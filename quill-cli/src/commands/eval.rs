//! The `quill eval` command.

use crate::config::Config;
use crate::output;
use quill_eval::{EvalError, Interpreter, RuntimeEvaluation};

pub fn run(expr: &str, config: &Config) -> Result<(), String> {
    let environment = config.environment().map_err(|e| e.to_string())?;
    let mut interpreter = Interpreter::new(config.interpreter_options());

    match quill_eval::evaluate_source(expr, config.recipes(), config.master, &mut interpreter, &environment) {
        Ok(evaluated) => {
            output::diagnostics(expr, &evaluated.parsed.diagnostics);
            print_result(&evaluated.result);
            Ok(())
        }
        Err(e) => Err(describe(expr, &e)),
    }
}

/// Ready values in green, anything still symbolic in yellow.
pub fn print_result(result: &RuntimeEvaluation) {
    match &result.value {
        Some(value) if result.is_ready() => output::success(&value.to_string()),
        Some(value) => output::pending(&value.to_string()),
        None => output::pending(&result.node.to_string()),
    }
}

/// Error message, pointing into the formula when the error has a span.
pub fn describe(expr: &str, error: &EvalError) -> String {
    match error.span() {
        Some(span) => {
            let range = span.range();
            let text: String = expr.chars().skip(range.start).take(range.len()).collect();
            format!("{error} (at `{text}`)")
        }
        None => error.to_string(),
    }
}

• [Problem requirements]:
Check every line of the data for the string "match". Give the number of lines that have it, and only that.

• [Answer to this problem]:
3